The "Fusaka" upgrade itself is far from a simple adjustment in rhythm; its technical substance is equally substantial. This upgrade includes a total of 9 core Ethereum Improvement Proposals (EIPs) and 4 supporting EIPs. Measured by the number of proposals and the scope of changes, this upgrade is one of the largest in Ethereum's history, and its complexity and impact should not be underestimated.

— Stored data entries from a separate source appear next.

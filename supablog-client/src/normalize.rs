//! Result normalization: raw backend rows to the canonical `Post`.

use chrono::{DateTime, Utc};
use serde::Deserialize;
use serde_json::Value;
use uuid::Uuid;

use crate::error::Error;
use crate::models::Post;

/// Raw row shape as the backend returns it. Every column may be null or
/// absent; `normalize` decides what is required.
#[derive(Debug, Deserialize)]
struct RawPost {
    id: Option<Uuid>,
    title: Option<String>,
    slug: Option<String>,
    created_at: Option<DateTime<Utc>>,
    updated_at: Option<DateTime<Utc>>,
    content: Option<String>,
    excerpt: Option<String>,
    category: Option<String>,
    published: Option<bool>,
    views: Option<i64>,
    author_id: Option<Uuid>,
    meta_title: Option<String>,
    meta_description: Option<String>,
    featured_image: Option<String>,
    tags: Option<Vec<String>>,
}

/// Map a raw backend row into a `Post`.
///
/// Required fields: id, title, slug, created_at — a row missing any of them
/// is a `MalformedRecord`. Optional fields fall back to documented
/// defaults: empty content, empty tag list, zero views, unpublished, and
/// `updated_at = created_at`.
pub fn normalize(row: Value) -> Result<Post, Error> {
    let raw: RawPost =
        serde_json::from_value(row).map_err(|e| Error::MalformedRecord(e.to_string()))?;

    let id = raw
        .id
        .ok_or_else(|| Error::MalformedRecord("record is missing id".to_string()))?;
    let title = raw
        .title
        .ok_or_else(|| Error::MalformedRecord("record is missing title".to_string()))?;
    let slug = raw
        .slug
        .ok_or_else(|| Error::MalformedRecord("record is missing slug".to_string()))?;
    let created_at = raw
        .created_at
        .ok_or_else(|| Error::MalformedRecord("record is missing created_at".to_string()))?;

    // created_at <= updated_at is an invariant of the canonical entity
    let updated_at = raw.updated_at.unwrap_or(created_at).max(created_at);

    Ok(Post {
        id,
        title,
        content: raw.content.unwrap_or_default(),
        excerpt: raw.excerpt,
        category: raw.category,
        published: raw.published.unwrap_or(false),
        views: raw.views.unwrap_or(0).max(0),
        created_at,
        updated_at,
        author_id: raw.author_id,
        slug,
        meta_title: raw.meta_title,
        meta_description: raw.meta_description,
        featured_image: raw.featured_image,
        tags: raw.tags.unwrap_or_default(),
    })
}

Among the numerous technical updates, the most anticipated is the new data availability sampling technology called "PeerDAS." Data Availability (DA) is the core foundation ensuring the security and reliability of blockchain scaling solutions (especially Rollups), guaranteeing that network participants can verify whether all transaction data is publicly accessible. The introduction of PeerDAS aims to optimize the network's ability to handle data availability through more efficient and decentralized data sampling and propagation mechanisms. This improvement is expected to further increase the data processing capacity of the Ethereum mainnet, providing more robust and economical data-layer support for Layer2 scaling solutions, thereby indirectly reducing transaction costs for end-users and raising the scalability ceiling of the entire ecosystem. It is foreseeable that PeerDAS will become a crucial technological stepping stone for Ethereum's future realization of its full sharding vision.

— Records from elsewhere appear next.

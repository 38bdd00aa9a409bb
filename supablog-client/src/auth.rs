//! Auth boundary: sign-in, sign-out and session state against the Supabase
//! auth API (`/auth/v1`).

use std::sync::Arc;
use std::time::Duration;

use reqwest::{Client, StatusCode};
use serde::Deserialize;
use serde_json::{json, Value};
use tokio::sync::RwLock;
use uuid::Uuid;

use crate::config::Config;
use crate::error::Error;
use crate::models::{Caller, Session, User};

/// GoTrue user payload. The admin role usually lives in `app_metadata`;
/// the top-level `role` field is the Postgres role and is the fallback.
#[derive(Debug, Deserialize)]
struct RawUser {
    id: Uuid,
    email: Option<String>,
    role: Option<String>,
    #[serde(default)]
    app_metadata: Value,
}

impl RawUser {
    fn into_user(self) -> User {
        let role = self
            .app_metadata
            .get("role")
            .and_then(Value::as_str)
            .map(str::to_string)
            .or(self.role);
        User {
            id: self.id,
            email: self.email.unwrap_or_default(),
            role,
        }
    }
}

#[derive(Debug, Deserialize)]
struct TokenResponse {
    access_token: String,
    user: RawUser,
}

#[derive(Debug, Clone)]
pub struct AuthClient {
    http: Client,
    config: Arc<Config>,
    session: Arc<RwLock<Option<Session>>>,
}

impl AuthClient {
    pub fn new(config: Arc<Config>) -> Self {
        let http = Client::builder()
            .timeout(Duration::from_secs(10))
            .connect_timeout(Duration::from_secs(5))
            .build()
            .unwrap_or_else(|_| Client::new());

        Self {
            http,
            config,
            session: Arc::new(RwLock::new(None)),
        }
    }

    fn url(&self, path: &str) -> String {
        format!(
            "{}/auth/v1/{}",
            self.config.supabase_url.trim_end_matches('/'),
            path
        )
    }

    /// Password sign-in. Stores the session on success.
    pub async fn sign_in(&self, email: &str, password: &str) -> Result<Session, Error> {
        let response = self
            .http
            .post(self.url("token?grant_type=password"))
            .header("apikey", &self.config.supabase_anon_key)
            .json(&json!({ "email": email, "password": password }))
            .send()
            .await?;

        let status = response.status();
        if !status.is_success() {
            let body = response.text().await.unwrap_or_default();
            return Err(Error::Auth(format!("sign-in failed ({status}): {body}")));
        }

        let token: TokenResponse = response
            .json()
            .await
            .map_err(|e| Error::MalformedRecord(e.to_string()))?;
        let session = Session {
            access_token: token.access_token,
            user: token.user.into_user(),
        };

        *self.session.write().await = Some(session.clone());
        tracing::info!(user = %session.user.id, "signed in");
        Ok(session)
    }

    /// Drop the local session and revoke the token remotely. The local
    /// session is gone even when revocation fails.
    pub async fn sign_out(&self) -> Result<(), Error> {
        let session = self.session.write().await.take();
        if let Some(session) = session {
            let response = self
                .http
                .post(self.url("logout"))
                .header("apikey", &self.config.supabase_anon_key)
                .bearer_auth(&session.access_token)
                .send()
                .await?;
            if !response.status().is_success() {
                tracing::warn!(status = %response.status(), "remote logout failed");
            }
            tracing::info!(user = %session.user.id, "signed out");
        }
        Ok(())
    }

    /// The user behind the current session, re-validated against the
    /// backend. `None` when signed out or when the token is no longer
    /// accepted.
    pub async fn current_user(&self) -> Result<Option<User>, Error> {
        let token = {
            let session = self.session.read().await;
            session.as_ref().map(|s| s.access_token.clone())
        };
        let Some(token) = token else {
            return Ok(None);
        };
        self.fetch_user(&token).await
    }

    /// Rebuild a session from a previously saved access token.
    pub async fn restore(&self, access_token: impl Into<String>) -> Result<Option<User>, Error> {
        let access_token = access_token.into();
        let Some(user) = self.fetch_user(&access_token).await? else {
            return Ok(None);
        };
        *self.session.write().await = Some(Session {
            access_token,
            user: user.clone(),
        });
        Ok(Some(user))
    }

    pub async fn session(&self) -> Option<Session> {
        self.session.read().await.clone()
    }

    /// Identity for repository construction.
    pub async fn caller(&self) -> Caller {
        match self.session.read().await.as_ref() {
            Some(session) => Caller::from_session(session),
            None => Caller::Anonymous,
        }
    }

    async fn fetch_user(&self, token: &str) -> Result<Option<User>, Error> {
        let response = self
            .http
            .get(self.url("user"))
            .header("apikey", &self.config.supabase_anon_key)
            .bearer_auth(token)
            .send()
            .await?;

        match response.status() {
            status if status.is_success() => {
                let raw: RawUser = response
                    .json()
                    .await
                    .map_err(|e| Error::MalformedRecord(e.to_string()))?;
                Ok(Some(raw.into_user()))
            }
            StatusCode::UNAUTHORIZED | StatusCode::FORBIDDEN => Ok(None),
            status => {
                let body = response.text().await.unwrap_or_default();
                Err(Error::BackendUnavailable(format!("HTTP {status}: {body}")))
            }
        }
    }
}
//! Post repository: CRUD and listing over an injected backend.
//!
//! The repository is the sole writer of record. It composes queries, feeds
//! raw rows through the normalizer and enforces authorship, slug and
//! published-visibility rules. Deletes are hard deletes.

use std::sync::Arc;

use chrono::Utc;
use serde_json::{json, Map, Value};
use uuid::Uuid;

use crate::backend::Backend;
use crate::config::Config;
use crate::error::Error;
use crate::models::{slugify, Caller, FilterRequest, Post, PostDraft, PostUpdate};
use crate::normalize::normalize;
use crate::query::{self, POSTS_TABLE};

pub struct PostRepository {
    backend: Arc<dyn Backend>,
    config: Arc<Config>,
    caller: Caller,
}

impl PostRepository {
    pub fn new(backend: Arc<dyn Backend>, config: Arc<Config>, caller: Caller) -> Self {
        Self {
            backend,
            config,
            caller,
        }
    }

    pub fn caller(&self) -> &Caller {
        &self.caller
    }

    fn privileged(&self) -> bool {
        self.caller.is_privileged(&self.config)
    }

    /// List posts matching the filter, newest first unless the filter says
    /// otherwise.
    pub async fn list(&self, filter: &FilterRequest) -> Result<Vec<Post>, Error> {
        let query = query::compose(filter, self.privileged(), &self.config)?;
        tracing::debug!(table = query.table, predicates = query.predicates.len(), "list");
        let rows = self.backend.select(&query).await?;
        rows.into_iter().map(normalize).collect()
    }

    /// Fetch one post by slug.
    ///
    /// With `increment_view` the view counter is bumped as a side effect of
    /// the read. The bump is best-effort: a failed counter write is logged
    /// and the post is still returned. Concurrent readers may race on the
    /// counter; the hosted schema owns eventual consistency there.
    pub async fn get_by_slug(
        &self,
        slug: &str,
        increment_view: bool,
    ) -> Result<Option<Post>, Error> {
        let query = query::by_slug(slug, self.privileged());
        let rows = self.backend.select(&query).await?;
        let Some(row) = rows.into_iter().next() else {
            return Ok(None);
        };
        let post = normalize(row)?;

        if increment_view {
            let patch = json!({ "views": post.views + 1 });
            match self.backend.update(POSTS_TABLE, post.id, patch).await {
                Ok(Some(row)) => return Ok(Some(normalize(row)?)),
                Ok(None) => {}
                Err(e) => {
                    tracing::warn!(slug, error = %e, "view counter update failed");
                }
            }
        }

        Ok(Some(post))
    }

    /// Create a post from a draft.
    ///
    /// The slug is taken from the draft or derived from the title; a taken
    /// slug is a `Conflict`. The backend's unique constraint remains the
    /// final word when two writers race past the pre-check.
    pub async fn create(&self, draft: PostDraft, author_id: Option<Uuid>) -> Result<Post, Error> {
        if draft.title.trim().is_empty() {
            return Err(Error::Validation("title cannot be empty".to_string()));
        }
        let slug = match draft.slug.as_deref().filter(|s| !s.is_empty()) {
            Some(slug) => slug.to_string(),
            None => slugify(&draft.title),
        };
        if slug.is_empty() {
            return Err(Error::Validation(
                "title does not produce a usable slug".to_string(),
            ));
        }

        let existing = self.backend.select(&query::by_slug(&slug, true)).await?;
        if !existing.is_empty() {
            return Err(Error::Conflict(format!("slug '{slug}' already exists")));
        }

        let id = Uuid::new_v4();
        let now = Utc::now();
        let row = json!({
            "id": id,
            "title": draft.title,
            "content": draft.content,
            "excerpt": draft.excerpt,
            "category": draft.category,
            "published": draft.published,
            "views": 0,
            "created_at": now,
            "updated_at": now,
            "author_id": author_id,
            "slug": slug,
            "meta_title": draft.meta_title,
            "meta_description": draft.meta_description,
            "featured_image": draft.featured_image,
            "tags": draft.tags,
        });

        let created = self.backend.insert(POSTS_TABLE, row).await?;
        tracing::info!(%id, slug, "post created");
        normalize(created)
    }

    /// Apply a partial update; refreshes `updated_at`.
    pub async fn update(&self, patch: PostUpdate) -> Result<Post, Error> {
        let mut body = Map::new();
        if let Some(title) = &patch.title {
            if title.trim().is_empty() {
                return Err(Error::Validation("title cannot be empty".to_string()));
            }
            body.insert("title".to_string(), json!(title));
        }
        if let Some(content) = &patch.content {
            body.insert("content".to_string(), json!(content));
        }
        if let Some(excerpt) = &patch.excerpt {
            body.insert("excerpt".to_string(), json!(excerpt));
        }
        if let Some(category) = &patch.category {
            body.insert("category".to_string(), json!(category));
        }
        if let Some(published) = patch.published {
            body.insert("published".to_string(), json!(published));
        }
        if let Some(slug) = &patch.slug {
            self.ensure_slug_free(slug, patch.id).await?;
            body.insert("slug".to_string(), json!(slug));
        }
        if let Some(meta_title) = &patch.meta_title {
            body.insert("meta_title".to_string(), json!(meta_title));
        }
        if let Some(meta_description) = &patch.meta_description {
            body.insert("meta_description".to_string(), json!(meta_description));
        }
        if let Some(featured_image) = &patch.featured_image {
            body.insert("featured_image".to_string(), json!(featured_image));
        }
        if let Some(tags) = &patch.tags {
            body.insert("tags".to_string(), json!(tags));
        }
        body.insert("updated_at".to_string(), json!(Utc::now()));

        match self
            .backend
            .update(POSTS_TABLE, patch.id, Value::Object(body))
            .await?
        {
            Some(row) => {
                tracing::info!(id = %patch.id, "post updated");
                normalize(row)
            }
            None => Err(Error::NotFound),
        }
    }

    /// Remove a post permanently.
    pub async fn delete(&self, id: Uuid) -> Result<(), Error> {
        if self.backend.delete(POSTS_TABLE, id).await? {
            tracing::info!(%id, "post deleted");
            Ok(())
        } else {
            Err(Error::NotFound)
        }
    }

    async fn ensure_slug_free(&self, slug: &str, own_id: Uuid) -> Result<(), Error> {
        let rows = self.backend.select(&query::by_slug(slug, true)).await?;
        let own_id = own_id.to_string();
        let taken = rows
            .iter()
            .any(|r| r.get("id").and_then(Value::as_str) != Some(own_id.as_str()));
        if taken {
            Err(Error::Conflict(format!("slug '{slug}' already exists")))
        } else {
            Ok(())
        }
    }
}

#[cfg(test)]
mod tests {
    use super::*;
    use crate::backend::MemoryBackend;
    use chrono::TimeZone;

    fn config() -> Arc<Config> {
        Arc::new(Config::new("https://example.supabase.co", "anon-key"))
    }

    fn admin() -> Caller {
        Caller::User {
            id: Uuid::new_v4(),
            role: Some("admin".to_string()),
        }
    }

    fn repo_pair() -> (Arc<MemoryBackend>, PostRepository, PostRepository) {
        let backend = Arc::new(MemoryBackend::new());
        let config = config();
        let privileged =
            PostRepository::new(backend.clone(), config.clone(), admin());
        let anonymous =
            PostRepository::new(backend.clone(), config, Caller::Anonymous);
        (backend, privileged, anonymous)
    }

    fn draft(title: &str, category: Option<&str>, published: bool) -> PostDraft {
        PostDraft {
            title: title.to_string(),
            content: format!("content of {title}"),
            category: category.map(str::to_string),
            published,
            ..Default::default()
        }
    }

    #[tokio::test]
    async fn create_then_get_by_slug_round_trips() {
        let (_, repo, _) = repo_pair();
        let author = Uuid::new_v4();
        let created = repo
            .create(draft("Hello, World!", None, true), Some(author))
            .await
            .unwrap();
        assert_eq!(created.slug, "hello-world");
        assert_eq!(created.author_id, Some(author));
        assert_eq!(created.views, 0);

        let fetched = repo.get_by_slug("hello-world", false).await.unwrap().unwrap();
        assert_eq!(fetched.title, created.title);
        assert_eq!(fetched.content, created.content);
    }

    #[tokio::test]
    async fn slug_collision_is_a_conflict() {
        let (_, repo, _) = repo_pair();
        repo.create(draft("Hello, World!", None, true), None)
            .await
            .unwrap();
        let err = repo
            .create(draft("Hello!! World", None, true), None)
            .await
            .unwrap_err();
        assert!(err.is_conflict());
    }

    #[tokio::test]
    async fn empty_title_is_rejected() {
        let (_, repo, _) = repo_pair();
        let err = repo.create(draft("   ", None, true), None).await.unwrap_err();
        assert!(err.is_validation());
        let err = repo.create(draft("!!!", None, true), None).await.unwrap_err();
        assert!(err.is_validation());
    }

    #[tokio::test]
    async fn delete_makes_slug_unresolvable() {
        let (_, repo, _) = repo_pair();
        let post = repo
            .create(draft("Going away", None, true), None)
            .await
            .unwrap();
        repo.delete(post.id).await.unwrap();
        assert!(repo.get_by_slug(&post.slug, false).await.unwrap().is_none());

        let err = repo.delete(post.id).await.unwrap_err();
        assert!(err.is_not_found());
    }

    #[tokio::test]
    async fn update_refreshes_updated_at() {
        let (_, repo, _) = repo_pair();
        let post = repo
            .create(draft("Original", None, true), None)
            .await
            .unwrap();

        let mut patch = PostUpdate::new(post.id);
        patch.title = Some("Edited".to_string());
        let updated = repo.update(patch).await.unwrap();
        assert_eq!(updated.title, "Edited");
        assert_eq!(updated.slug, post.slug);
        assert!(updated.updated_at >= post.updated_at);

        let mut missing = PostUpdate::new(Uuid::new_v4());
        missing.title = Some("Nobody".to_string());
        assert!(repo.update(missing).await.unwrap_err().is_not_found());
    }

    #[tokio::test]
    async fn unpublished_posts_are_invisible_to_anonymous_callers() {
        let (_, privileged, anonymous) = repo_pair();
        privileged
            .create(draft("Secret draft", None, false), None)
            .await
            .unwrap();

        assert!(anonymous
            .get_by_slug("secret-draft", false)
            .await
            .unwrap()
            .is_none());

        let filter = FilterRequest {
            include_unpublished: true,
            ..Default::default()
        };
        assert!(anonymous.list(&filter).await.unwrap().is_empty());

        let posts = privileged.list(&filter).await.unwrap();
        assert_eq!(posts.len(), 1);
    }

    #[tokio::test]
    async fn read_for_display_increments_views() {
        let (_, repo, _) = repo_pair();
        repo.create(draft("Counted", None, true), None).await.unwrap();

        let first = repo.get_by_slug("counted", true).await.unwrap().unwrap();
        assert_eq!(first.views, 1);
        let second = repo.get_by_slug("counted", true).await.unwrap().unwrap();
        assert_eq!(second.views, 2);
        // plain read does not bump the counter
        let third = repo.get_by_slug("counted", false).await.unwrap().unwrap();
        assert_eq!(third.views, 2);
    }

    #[tokio::test]
    async fn category_listing_is_limited_and_newest_first() {
        let (backend, _, anonymous) = repo_pair();
        for day in 1..=7 {
            let created = Utc.with_ymd_and_hms(2026, 1, day, 0, 0, 0).unwrap();
            backend
                .insert(
                    POSTS_TABLE,
                    json!({
                        "id": Uuid::new_v4(),
                        "title": format!("Tech {day}"),
                        "slug": format!("tech-{day}"),
                        "category": "Technology",
                        "published": true,
                        "created_at": created,
                        "updated_at": created,
                    }),
                )
                .await
                .unwrap();
        }
        backend
            .insert(
                POSTS_TABLE,
                json!({
                    "id": Uuid::new_v4(),
                    "title": "Off topic",
                    "slug": "off-topic",
                    "category": "Travel",
                    "published": true,
                    "created_at": Utc.with_ymd_and_hms(2026, 1, 8, 0, 0, 0).unwrap(),
                }),
            )
            .await
            .unwrap();

        let filter = FilterRequest {
            category: Some("Technology".to_string()),
            limit: Some(5),
            ..Default::default()
        };
        let posts = anonymous.list(&filter).await.unwrap();
        assert_eq!(posts.len(), 5);
        assert!(posts.iter().all(|p| p.category.as_deref() == Some("Technology")));
        assert!(posts.windows(2).all(|w| w[0].created_at >= w[1].created_at));
        // newest five of the seven
        assert_eq!(posts[0].slug, "tech-7");
        assert_eq!(posts[4].slug, "tech-3");
    }

    #[tokio::test]
    async fn slug_change_checks_for_collisions() {
        let (_, repo, _) = repo_pair();
        repo.create(draft("First", None, true), None).await.unwrap();
        let second = repo.create(draft("Second", None, true), None).await.unwrap();

        let mut patch = PostUpdate::new(second.id);
        patch.slug = Some("first".to_string());
        assert!(repo.update(patch).await.unwrap_err().is_conflict());

        // renaming to its own slug is not a collision
        let mut patch = PostUpdate::new(second.id);
        patch.slug = Some("second".to_string());
        assert_eq!(repo.update(patch).await.unwrap().slug, "second");
    }
}
//! PostgREST-backed implementation of the backend boundary.

use std::sync::Arc;
use std::time::Duration;

use async_trait::async_trait;
use reqwest::{Client, RequestBuilder, Response, StatusCode};
use serde_json::Value;
use tokio::sync::RwLock;
use uuid::Uuid;

use crate::config::Config;
use crate::error::Error;
use crate::query::{Predicate, QueryDescriptor};

use super::Backend;

/// Client for the Supabase data API (`/rest/v1`).
///
/// Requests carry the anon key; after sign-in the user's access token is
/// used as the bearer so row-level security applies to the signed-in user.
#[derive(Debug, Clone)]
pub struct SupabaseBackend {
    http: Client,
    base_url: String,
    anon_key: String,
    token: Arc<RwLock<Option<String>>>,
}

impl SupabaseBackend {
    pub fn new(config: &Config) -> Self {
        let http = Client::builder()
            .timeout(Duration::from_secs(10))
            .connect_timeout(Duration::from_secs(5))
            .build()
            .unwrap_or_else(|_| Client::new());

        Self {
            http,
            base_url: config.supabase_url.trim_end_matches('/').to_string(),
            anon_key: config.supabase_anon_key.clone(),
            token: Arc::new(RwLock::new(None)),
        }
    }

    /// Set or clear the access token used for subsequent requests.
    pub async fn set_token(&self, token: Option<String>) {
        let mut slot = self.token.write().await;
        *slot = token;
    }

    fn table_url(&self, table: &str) -> String {
        format!("{}/rest/v1/{}", self.base_url, table)
    }

    async fn authorize(&self, request: RequestBuilder) -> RequestBuilder {
        let token = self.token.read().await;
        let bearer = token.as_deref().unwrap_or(&self.anon_key);
        request
            .header("apikey", &self.anon_key)
            .bearer_auth(bearer)
    }

    /// PostgREST query parameters for a composed descriptor.
    fn render_params(query: &QueryDescriptor) -> Vec<(String, String)> {
        let mut params = vec![("select".to_string(), "*".to_string())];
        for predicate in &query.predicates {
            match predicate {
                Predicate::Eq { column, value } => {
                    params.push((column.to_string(), format!("eq.{value}")));
                }
                Predicate::EqBool { column, value } => {
                    params.push((column.to_string(), format!("eq.{value}")));
                }
                Predicate::Search { columns, needle } => {
                    let pattern = sanitize_pattern(needle);
                    let clauses: Vec<String> = columns
                        .iter()
                        .map(|column| format!("{column}.ilike.*{pattern}*"))
                        .collect();
                    params.push(("or".to_string(), format!("({})", clauses.join(","))));
                }
                Predicate::HasTag { column, tag } => {
                    params.push((column.to_string(), format!("cs.{{{tag}}}")));
                }
            }
        }
        params.push((
            "order".to_string(),
            format!(
                "{}.{}",
                query.order_column,
                if query.ascending { "asc" } else { "desc" }
            ),
        ));
        params.push(("limit".to_string(), query.limit.to_string()));
        params.push(("offset".to_string(), query.offset.to_string()));
        params
    }

    async fn check(response: Response) -> Result<Response, Error> {
        let status = response.status();
        if status.is_success() {
            return Ok(response);
        }
        let body = response.text().await.unwrap_or_default();
        match status {
            StatusCode::UNAUTHORIZED | StatusCode::FORBIDDEN => Err(Error::Auth(body)),
            StatusCode::NOT_FOUND => Err(Error::NotFound),
            StatusCode::CONFLICT => Err(Error::Conflict(body)),
            _ => Err(Error::BackendUnavailable(format!("HTTP {status}: {body}"))),
        }
    }

    async fn rows(response: Response) -> Result<Vec<Value>, Error> {
        response
            .json::<Vec<Value>>()
            .await
            .map_err(|e| Error::MalformedRecord(e.to_string()))
    }
}

/// PostgREST reserves `,`, `.` and parentheses inside `or=(...)` groups;
/// strip them from user search input rather than attempting to quote.
fn sanitize_pattern(needle: &str) -> String {
    needle
        .chars()
        .filter(|c| !matches!(c, ',' | '.' | '(' | ')' | '%' | '*'))
        .collect()
}

#[async_trait]
impl Backend for SupabaseBackend {
    async fn select(&self, query: &QueryDescriptor) -> Result<Vec<Value>, Error> {
        let request = self
            .http
            .get(self.table_url(query.table))
            .query(&Self::render_params(query));
        tracing::debug!(table = query.table, "select");
        let response = self.authorize(request).await.send().await?;
        Self::rows(Self::check(response).await?).await
    }

    async fn insert(&self, table: &str, row: Value) -> Result<Value, Error> {
        let request = self
            .http
            .post(self.table_url(table))
            .header("Prefer", "return=representation")
            .json(&row);
        let response = self.authorize(request).await.send().await?;
        let mut rows = Self::rows(Self::check(response).await?).await?;
        if rows.is_empty() {
            return Err(Error::MalformedRecord(
                "insert returned no representation".to_string(),
            ));
        }
        Ok(rows.remove(0))
    }

    async fn update(&self, table: &str, id: Uuid, patch: Value) -> Result<Option<Value>, Error> {
        let request = self
            .http
            .patch(self.table_url(table))
            .query(&[("id", format!("eq.{id}"))])
            .header("Prefer", "return=representation")
            .json(&patch);
        let response = self.authorize(request).await.send().await?;
        let mut rows = Self::rows(Self::check(response).await?).await?;
        if rows.is_empty() {
            Ok(None)
        } else {
            Ok(Some(rows.remove(0)))
        }
    }

    async fn delete(&self, table: &str, id: Uuid) -> Result<bool, Error> {
        let request = self
            .http
            .delete(self.table_url(table))
            .query(&[("id", format!("eq.{id}"))])
            .header("Prefer", "return=representation");
        let response = self.authorize(request).await.send().await?;
        let rows = Self::rows(Self::check(response).await?).await?;
        Ok(!rows.is_empty())
    }
}

#[cfg(test)]
mod tests {
    use super::*;
    use crate::models::FilterRequest;
    use crate::query;

    #[test]
    fn render_params_matches_postgrest_syntax() {
        let config = Config::new("https://example.supabase.co", "anon-key");
        let filter = FilterRequest {
            query: Some("rust".to_string()),
            category: Some("Technology".to_string()),
            tag: Some("async".to_string()),
            limit: Some(5),
            offset: 10,
            ..Default::default()
        };
        let descriptor = query::compose(&filter, false, &config).unwrap();
        let params = SupabaseBackend::render_params(&descriptor);

        assert!(params.contains(&("published".to_string(), "eq.true".to_string())));
        assert!(params.contains(&(
            "or".to_string(),
            "(title.ilike.*rust*,content.ilike.*rust*)".to_string()
        )));
        assert!(params.contains(&("category".to_string(), "eq.Technology".to_string())));
        assert!(params.contains(&("tags".to_string(), "cs.{async}".to_string())));
        assert!(params.contains(&("order".to_string(), "created_at.desc".to_string())));
        assert!(params.contains(&("limit".to_string(), "5".to_string())));
        assert!(params.contains(&("offset".to_string(), "10".to_string())));
    }

    #[test]
    fn search_pattern_strips_reserved_characters() {
        assert_eq!(sanitize_pattern("a,b.(c)%*d"), "abcd");
    }
}
use thiserror::Error;

/// Error taxonomy shared by every component of the client.
///
/// Repository operations surface these unchanged; the feed adapter converts
/// them into its exposed state instead of raising further.
#[derive(Debug, Error)]
pub enum Error {
    // Ошибки валидации входных данных
    #[error("Validation error: {0}")]
    Validation(String),

    #[error("Resource not found")]
    NotFound,

    // Коллизия slug
    #[error("Conflict: {0}")]
    Conflict(String),

    #[error("Malformed record: {0}")]
    MalformedRecord(String),

    // Транспортные ошибки
    #[error("Backend unavailable: {0}")]
    BackendUnavailable(String),

    #[error("Auth error: {0}")]
    Auth(String),
}

impl From<reqwest::Error> for Error {
    fn from(err: reqwest::Error) -> Self {
        Error::BackendUnavailable(err.to_string())
    }
}

impl Error {
    pub fn is_not_found(&self) -> bool {
        matches!(self, Error::NotFound)
    }

    pub fn is_conflict(&self) -> bool {
        matches!(self, Error::Conflict(_))
    }

    pub fn is_auth(&self) -> bool {
        matches!(self, Error::Auth(_))
    }

    pub fn is_validation(&self) -> bool {
        matches!(self, Error::Validation(_))
    }
}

Beyond the highlight of PeerDAS, the Fusaka upgrade also encompasses several improvements aimed at enhancing user experience (UX) and network performance. These improvements may involve aspects such as transaction execution efficiency, the convenience of smart contract interactions, client synchronization speed, and fine-tuning of network resource pricing mechanisms. The implementation of each EIP is the result of months of rigorous discussion, testing, and consensus formation within Ethereum's vast developer community, collectively pushing this globally leading smart contract platform towards a more efficient, robust, and user-friendly direction.

In summary, the successful activation of the Fusaka upgrade holds dual milestone significance. On the technical level, it tangibly enhances Ethereum's data processing and scaling potential by introducing key technologies like PeerDAS. On the governance and development model level, it formally establishes the accelerated rhythm of "two hard forks per year," demonstrating the strong determination and execution power of the Ethereum ecosystem to address challenges and continuously innovate. This marks Ethereum's transition from its previous, relatively stable "major version" update model to a faster evolutionary channel with greater iterative efficiency. For developers, node operators, DApp users, and even the entire cryptocurrency industry, this means more frequent feature updates, more timely performance optimizations, and a more predictable technical roadmap. Ethereum is accelerating forward on its journey to build a decentralized finance and global computing platform with faster strides.